Carmena drew back out of the deep doorway, with a look of profound relief. At sight of Lennon she smiled and caught up his wounded hand.
"I've made Cochise back up," she said. "We're safe from the bunch till Slade returns—only none of us can leave the Hole. How's your arm feeling?"
The dark eyes were very clear and straightforward in their gaze. Lennon flushed with shame over his black suspicions. These renegade Apaches, and Slade as well, probably were bad men. Farley no doubt was in with them. But he appeared to be an unwilling associate, barred from escape by sickness, drink, and fear. Carmena had begged for help to get him and Elsie out of the Hole.
Lennon permitted his hand to linger in her gentle clasp.
"It seems to be much better," he replied to her question.
"That's good. Let's hope it will be all right before Slade gets back. You heard me bluff off Cochise with the partnership talk?"
Farley was backing across the room, gray-faced and trembling like a very old man.
"Slade will be angered," he quavered. "I'll lose all—all!"
"Leave him to me. I'll handle him," promised Carmena. "Remember what you agreed. Jack is to be a full partner."
Lennon felt a sudden rekindling of suspicion.

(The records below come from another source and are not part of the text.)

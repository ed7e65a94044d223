//! Per-vehicle performance model.
//!
//! Turns a vehicle's resolved attributes and a circuit into lap speeds,
//! a straight/corner distance split, a skill penalty and a total time.
//! Pure arithmetic on `f64`, no rounding of intermediate values.

use super::error::{InvalidPerformanceError, Metric};
use super::types::{Circuit, VehicleEntry};

/// Skill assumed for a vehicle with no driver skill
pub const DEFAULT_DRIVER_SKILL: f64 = 85.0;

pub const BASE_STRAIGHT_SPEED: f64 = 200.0;
pub const POWER_SPEED_FACTOR: f64 = 3.0;
pub const SKILL_SPEED_FACTOR: f64 = 0.2;
pub const BASE_CORNER_SPEED: f64 = 90.0;
pub const GRIP_SPEED_FACTOR: f64 = 2.0;

/// Track length attributed to each corner
pub const CORNER_DISTANCE_KM: f64 = 0.5;
pub const CORNER_PENALTY_SECONDS: f64 = 40.0;
pub const SKILL_PENALTY_SCALE: f64 = 100.0;
pub const SECONDS_PER_HOUR: f64 = 3600.0;

/// Derived metrics for one vehicle on one circuit
#[derive(Debug, Clone, Copy, PartialEq)]
pub struct Performance {
    /// km/h
    pub straight_speed: f64,
    /// km/h
    pub corner_speed: f64,
    pub straight_distance_km: f64,
    pub corner_distance_km: f64,
    pub driver_skill: f64,
    pub penalty_seconds: f64,
    pub total_time_seconds: f64,
}

/// `200 + 3·P + 0.2·H − A`
pub fn straight_speed(power: f64, aerodynamics: f64, skill: f64) -> f64 {
    BASE_STRAIGHT_SPEED + POWER_SPEED_FACTOR * power + SKILL_SPEED_FACTOR * skill - aerodynamics
}

/// `90 + 2·A + 2·M + 0.2·H`
pub fn corner_speed(aerodynamics: f64, handling: f64, skill: f64) -> f64 {
    BASE_CORNER_SPEED
        + GRIP_SPEED_FACTOR * aerodynamics
        + GRIP_SPEED_FACTOR * handling
        + SKILL_SPEED_FACTOR * skill
}

pub fn corner_distance(corner_count: u32) -> f64 {
    corner_count as f64 * CORNER_DISTANCE_KM
}

/// Clamped at zero when the corners alone are longer than the track
pub fn straight_distance(distance_km: f64, corner_distance_km: f64) -> f64 {
    (distance_km - corner_distance_km).max(0.0)
}

/// `(C × 40) / (1 + H/100)`
pub fn skill_penalty(corner_count: u32, skill: f64) -> f64 {
    (corner_count as f64 * CORNER_PENALTY_SECONDS) / (1.0 + skill / SKILL_PENALTY_SCALE)
}

/// Run the model for one vehicle.
///
/// Fails when a speed is zero, negative or not finite; dividing by it
/// would otherwise produce `inf`/`NaN` times.
pub fn evaluate_vehicle(
    vehicle: &VehicleEntry,
    circuit: &Circuit,
) -> Result<Performance, InvalidPerformanceError> {
    let skill = vehicle.driver_skill.unwrap_or(DEFAULT_DRIVER_SKILL);

    let straight = straight_speed(vehicle.power, vehicle.aerodynamics, skill);
    ensure_positive(vehicle, Metric::StraightSpeed, straight)?;
    let corner = corner_speed(vehicle.aerodynamics, vehicle.handling, skill);
    ensure_positive(vehicle, Metric::CornerSpeed, corner)?;

    let corner_distance_km = corner_distance(circuit.corner_count);
    let straight_distance_km = straight_distance(circuit.distance_km, corner_distance_km);
    let penalty_seconds = skill_penalty(circuit.corner_count, skill);

    let time_hours = straight_distance_km / straight + corner_distance_km / corner;
    let total_time_seconds = time_hours * SECONDS_PER_HOUR + penalty_seconds;
    if !total_time_seconds.is_finite() {
        return Err(InvalidPerformanceError {
            vehicle_id: vehicle.vehicle_id.clone(),
            metric: Metric::TotalTime,
            value: total_time_seconds,
        });
    }

    Ok(Performance {
        straight_speed: straight,
        corner_speed: corner,
        straight_distance_km,
        corner_distance_km,
        driver_skill: skill,
        penalty_seconds,
        total_time_seconds,
    })
}

fn ensure_positive(
    vehicle: &VehicleEntry,
    metric: Metric,
    speed: f64,
) -> Result<(), InvalidPerformanceError> {
    if speed.is_finite() && speed > 0.0 {
        Ok(())
    } else {
        Err(InvalidPerformanceError {
            vehicle_id: vehicle.vehicle_id.clone(),
            metric,
            value: speed,
        })
    }
}
use clap::{Parser, Subcommand};
use anyhow::{anyhow, Result};
use resper::command::wrappers::SetOptions;
use resper::convert::DecodedValue;
use resper::{InlineClient, MonitorClient, OnlineClient, PubSubClient};

#[derive(Parser)]
#[command(name = "resper")]
#[command(about = "An example interactive client for resper", long_about = None)]
struct Cli {
    /// redis://host:port (rediss:// is parsed but not yet connectable)
    #[arg(long, global = true, default_value = "redis://127.0.0.1:6379")]
    uri: String,

    #[command(subcommand)]
    command: Commands,
}

#[derive(Subcommand)]
enum Commands {
    /// Send a PING
    Ping,
    /// GET a key
    Get { key: String },
    /// SET a key, optionally with an expiry
    Set {
        key: String,
        value: String,
        #[arg(long)]
        ex: Option<i64>,
        #[arg(long)]
        nx: bool,
    },
    /// DEL one or more keys
    Del { keys: Vec<String> },
    /// HGETALL a hash
    Hgetall { key: String },
    /// SCAN the keyspace, one page at a time, starting at cursor "0"
    Scan {
        #[arg(default_value = "0")]
        cursor: String,
    },
    /// Subscribe to channels and print events until interrupted
    Subscribe { channels: Vec<String> },
    /// Stream MONITOR output until interrupted
    Monitor,
    /// Send one already RESP-formatted line, including its CRLF
    Raw { line: String },
}

#[tokio::main]
async fn main() -> Result<()> {
    env_logger::init();
    let cli = Cli::parse();

    match cli.command {
        Commands::Ping => {
            let client = OnlineClient::connect(&cli.uri).await?;
            print_reply(client.ping()?.await).await
        }
        Commands::Get { key } => {
            let client = OnlineClient::connect(&cli.uri).await?;
            print_reply(client.get(&key)?.await).await
        }
        Commands::Set { key, value, ex, nx } => {
            let client = OnlineClient::connect(&cli.uri).await?;
            let opts = SetOptions { ex_seconds: ex, nx, ..SetOptions::default() };
            print_reply(client.set(&key, &value, opts)?.await).await
        }
        Commands::Del { keys } => {
            let client = OnlineClient::connect(&cli.uri).await?;
            let keys: Vec<&str> = keys.iter().map(String::as_str).collect();
            print_reply(client.del(&keys)?.await).await
        }
        Commands::Hgetall { key } => {
            let client = OnlineClient::connect(&cli.uri).await?;
            print_reply(client.hgetall(&key)?.await).await
        }
        Commands::Scan { cursor } => {
            let client = OnlineClient::connect(&cli.uri).await?;
            let page = client.scan(&cursor).await?;
            println!("cursor: {}", page.cursor);
            for item in page.items {
                println!("  {item}");
            }
            Ok(())
        }
        Commands::Subscribe { channels } => {
            let client = PubSubClient::connect(&cli.uri).await?;
            let refs: Vec<&str> = channels.iter().map(String::as_str).collect();
            client.subscribe(&refs)?;
            let mut events = client.events();
            loop {
                match events.recv().await {
                    Ok(event) => println!("{event:?}"),
                    Err(_) => break,
                }
            }
            Ok(())
        }
        Commands::Monitor => {
            let client = MonitorClient::connect(&cli.uri).await?;
            let mut lines = client.lines();
            loop {
                match lines.recv().await {
                    Ok(line) => print!("{}", String::from_utf8_lossy(&line)),
                    Err(_) => break,
                }
            }
            Ok(())
        }
        Commands::Raw { line } => {
            let client = InlineClient::connect(&cli.uri).await?;
            let mut lines = client.lines();
            client.send_raw(format!("{line}\r\n").into_bytes().into())?;
            if let Ok(reply) = lines.recv().await {
                print!("{}", String::from_utf8_lossy(&reply));
            }
            Ok(())
        }
    }
}

async fn print_reply(
    reply: Result<resper::Result<DecodedValue>, tokio::sync::oneshot::error::RecvError>,
) -> Result<()> {
    let decoded = reply.map_err(|_| anyhow!("connection closed before a reply arrived"))??;
    println!("{}", format_decoded(&decoded));
    Ok(())
}

fn format_decoded(value: &DecodedValue) -> String {
    match value {
        DecodedValue::Bytes(b) => String::from_utf8_lossy(b).into_owned(),
        DecodedValue::String(s) => s.clone(),
        DecodedValue::Int(n) => n.to_string(),
        DecodedValue::Float(n) => n.to_string(),
        DecodedValue::Array(items) => items
            .iter()
            .map(format_decoded)
            .collect::<Vec<_>>()
            .join(", "),
        DecodedValue::Unit => "OK".to_string(),
        DecodedValue::Raw(v) => format!("{v:?}"),
        DecodedValue::None => "(nil)".to_string(),
    }
}
//! Engine-wide counters for provider outcomes and cache effectiveness.

use std::collections::{BTreeMap, VecDeque};
use std::sync::{Mutex, MutexGuard};

use chrono::{DateTime, Utc};
use serde::{Deserialize, Serialize};

/// How many recent errors a snapshot keeps.
pub const RECENT_ERRORS: usize = 5;

/// Per-provider outcome counters.
#[derive(Debug, Clone, Copy, Default, PartialEq, Eq, Serialize, Deserialize)]
pub struct ProviderStats {
    /// Calls that returned a result (fresh or cached).
    pub success: u64,
    /// Calls that failed with an error.
    pub error: u64,
    /// Times the provider was not run: not relevant, over budget, or not
    /// needed because free results were sufficient.
    pub skipped: u64,
    /// Polled calls that hit the attempt limit.
    pub timed_out: u64,
}

/// One recorded provider failure.
#[derive(Debug, Clone, PartialEq, Eq, Serialize, Deserialize)]
pub struct ErrorRecord {
    pub provider: String,
    pub entity: String,
    pub message: String,
    pub timestamp: DateTime<Utc>,
}

/// Serializable view of the collector.
#[derive(Debug, Clone, PartialEq, Serialize, Deserialize)]
pub struct EngineStats {
    /// Entities that ran at least one provider.
    pub validations_run: u64,
    pub cache_hits: u64,
    pub cache_misses: u64,
    /// `hits / (hits + misses) * 100`, one decimal place.
    pub cache_hit_rate: f64,
    pub providers: BTreeMap<String, ProviderStats>,
    /// Total errors since the last reset.
    pub errors: u64,
    /// Most recent errors, oldest first.
    pub recent_errors: Vec<ErrorRecord>,
}

#[derive(Debug, Default)]
struct Counters {
    validations_run: u64,
    cache_hits: u64,
    cache_misses: u64,
    providers: BTreeMap<String, ProviderStats>,
    errors: u64,
    recent_errors: VecDeque<ErrorRecord>,
}

/// Thread-safe stats collector shared by every branch of the engine.
#[derive(Debug, Default)]
pub struct StatsCollector {
    inner: Mutex<Counters>,
}

impl StatsCollector {
    pub fn new() -> Self {
        Self::default()
    }

    /// Add a zeroed row for `provider`.
    pub fn register_provider(&self, provider: &str) {
        self.lock().providers.entry(provider.to_string()).or_default();
    }

    pub fn record_validation_run(&self) {
        self.lock().validations_run += 1;
    }

    pub fn record_cache_hit(&self) {
        self.lock().cache_hits += 1;
    }

    pub fn record_cache_miss(&self) {
        self.lock().cache_misses += 1;
    }

    pub fn record_success(&self, provider: &str) {
        self.provider(provider, |p| p.success += 1);
    }

    pub fn record_skipped(&self, provider: &str) {
        self.provider(provider, |p| p.skipped += 1);
    }

    pub fn record_timed_out(&self, provider: &str) {
        self.provider(provider, |p| p.timed_out += 1);
    }

    pub fn record_error(&self, provider: &str, entity: &str, message: &str) {
        let mut counters = self.lock();
        counters.providers.entry(provider.to_string()).or_default().error += 1;
        counters.errors += 1;
        if counters.recent_errors.len() == RECENT_ERRORS {
            counters.recent_errors.pop_front();
        }
        counters.recent_errors.push_back(ErrorRecord {
            provider: provider.to_string(),
            entity: entity.to_string(),
            message: message.to_string(),
            timestamp: Utc::now(),
        });
    }

    pub fn snapshot(&self) -> EngineStats {
        let counters = self.lock();
        let lookups = counters.cache_hits + counters.cache_misses;
        let cache_hit_rate = if lookups == 0 {
            0.0
        } else {
            (counters.cache_hits as f64 / lookups as f64 * 1000.0).round() / 10.0
        };

        EngineStats {
            validations_run: counters.validations_run,
            cache_hits: counters.cache_hits,
            cache_misses: counters.cache_misses,
            cache_hit_rate,
            providers: counters.providers.clone(),
            errors: counters.errors,
            recent_errors: counters.recent_errors.iter().cloned().collect(),
        }
    }

    /// Reset every counter. Registered provider rows stay, zeroed.
    pub fn clear(&self) {
        let mut counters = self.lock();
        let providers = counters
            .providers
            .keys()
            .map(|name| (name.clone(), ProviderStats::default()))
            .collect();
        *counters = Counters {
            providers,
            ..Counters::default()
        };
    }

    fn provider(&self, provider: &str, update: impl FnOnce(&mut ProviderStats)) {
        update(self.lock().providers.entry(provider.to_string()).or_default());
    }

    fn lock(&self) -> MutexGuard<'_, Counters> {
        self.inner.lock().unwrap_or_else(|poisoned| poisoned.into_inner())
    }
}
//! Error types for Prospector.
//!
//! Library crates use [`ProspectorError`] via `thiserror`.
//! The CLI wraps this with `color-eyre` for rich diagnostics.
//!
//! Budget denials, poll timeouts and "no relevant provider" outcomes are not
//! errors; they are reported as data on the enrichment result.

use std::path::PathBuf;

/// Top-level error type for all Prospector operations.
#[derive(Debug, thiserror::Error)]
pub enum ProspectorError {
    /// Configuration loading, validation, or provider registration error.
    #[error("config error: {message}")]
    Config { message: String },

    /// Transport-level HTTP error.
    #[error("network error: {0}")]
    Network(String),

    /// A single provider failed (threw or returned a malformed response).
    #[error("provider {provider} failed: {message}")]
    Provider { provider: String, message: String },

    /// Upstream payload could not be parsed.
    #[error("parse error: {message}")]
    Parse { message: String },

    /// Filesystem I/O error.
    #[error("I/O error at {path:?}: {source}")]
    Io {
        path: PathBuf,
        source: std::io::Error,
    },

    /// Invalid caller input (malformed entity file, bad argument, etc.).
    #[error("validation error: {message}")]
    Validation { message: String },
}

/// Convenience alias used throughout the codebase.
pub type Result<T> = std::result::Result<T, ProspectorError>;

impl ProspectorError {
    /// Create a config error from any displayable message.
    pub fn config(msg: impl Into<String>) -> Self {
        Self::Config {
            message: msg.into(),
        }
    }

    /// Create a provider error attributed to `provider`.
    pub fn provider(provider: impl Into<String>, msg: impl Into<String>) -> Self {
        Self::Provider {
            provider: provider.into(),
            message: msg.into(),
        }
    }

    /// Create a parse error from any displayable message.
    pub fn parse(msg: impl Into<String>) -> Self {
        Self::Parse {
            message: msg.into(),
        }
    }

    /// Create a validation error from any displayable message.
    pub fn validation(msg: impl Into<String>) -> Self {
        Self::Validation {
            message: msg.into(),
        }
    }

    /// Wrap a `std::io::Error` with a path for context.
    pub fn io(path: impl Into<PathBuf>, source: std::io::Error) -> Self {
        Self::Io {
            path: path.into(),
            source,
        }
    }

    /// Message suitable for a per-provider error record, without the
    /// variant prefix when the error already names its provider.
    pub fn provider_message(&self) -> String {
        match self {
            Self::Provider { message, .. } => message.clone(),
            other => other.to_string(),
        }
    }
}

#[cfg(test)]
mod tests {
    use super::*;

    #[test]
    fn error_display_formatting() {
        let err = ProspectorError::config("provider name must not be empty");
        assert_eq!(err.to_string(), "config error: provider name must not be empty");

        let err = ProspectorError::provider("state-registry", "HTTP 500");
        assert_eq!(err.to_string(), "provider state-registry failed: HTTP 500");
    }

    #[test]
    fn provider_message_strips_prefix() {
        let err = ProspectorError::provider("email-discovery", "quota exceeded");
        assert_eq!(err.provider_message(), "quota exceeded");

        let err = ProspectorError::Network("connection reset".into());
        assert_eq!(err.provider_message(), "network error: connection reset");
    }
}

"May I ask you to explain all this about a partnership?" he queried.
"Why, of course," replied the girl. She drew close to him and lowered her voice.
"Dad refuses to give up everything and leave the Hole. So I've allowed him to think you'll come in with the bunch. My idea is to bring about a split between Slade and Cochise. We'll then have a fighting chance. All we can do now is take things easy and get your hand in shape."
"My rifle was taken by your father. I would rather like to——"
"Dad, hand over Jack's rifle," called the girl.
Elsie glided across to the dark doorway through which Farley was disappearing. Within a few moments the missing rifle was thrust out to her. She brought it to Carmena, who handed it over to Lennon. A seemingly casual examination showed him that it had not been tampered with.
His last flicker of suspicion died away.